TASK GOAL:
Could you show each line of the records that contains the word "Serialize"?

RECORDS TO USE:
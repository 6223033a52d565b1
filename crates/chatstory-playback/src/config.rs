use serde::{Deserialize, Serialize};

/// Playback configuration
#[derive(Debug, Clone, Serialize, Deserialize)]
pub struct PlaybackConfig {
	/// Divisor applied to every authored delay. 1 is real time.
	pub speed: f64,
	/// Publish a state snapshot after every fired entry, not only after commands
	pub state_updates: bool,
}

impl PlaybackConfig {
	pub fn new() -> Self {
		Self {
			speed: 1.0,
			state_updates: true,
		}
	}

	pub fn with_speed(mut self, speed: f64) -> Self {
		self.speed = speed;
		self
	}

	pub fn with_state_updates(mut self, enabled: bool) -> Self {
		self.state_updates = enabled;
		self
	}

	/// Speed actually used for scheduling: invalid values fall back to 1
	pub fn effective_speed(&self) -> f64 {
		if self.speed.is_finite() && self.speed > 0.0 {
			self.speed
		} else {
			1.0
		}
	}

	pub fn validate(&self) -> Result<(), String> {
		if !(self.speed.is_finite() && self.speed > 0.0) {
			return Err(format!("speed must be a positive finite number, got {}", self.speed));
		}
		Ok(())
	}
}

impl Default for PlaybackConfig {
	fn default() -> Self {
		Self::new()
	}
}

SOLVED PROBLEM:
use serde::{Deserialize, Serialize};
#[derive(Debug, Clone, Serialize, Deserialize)]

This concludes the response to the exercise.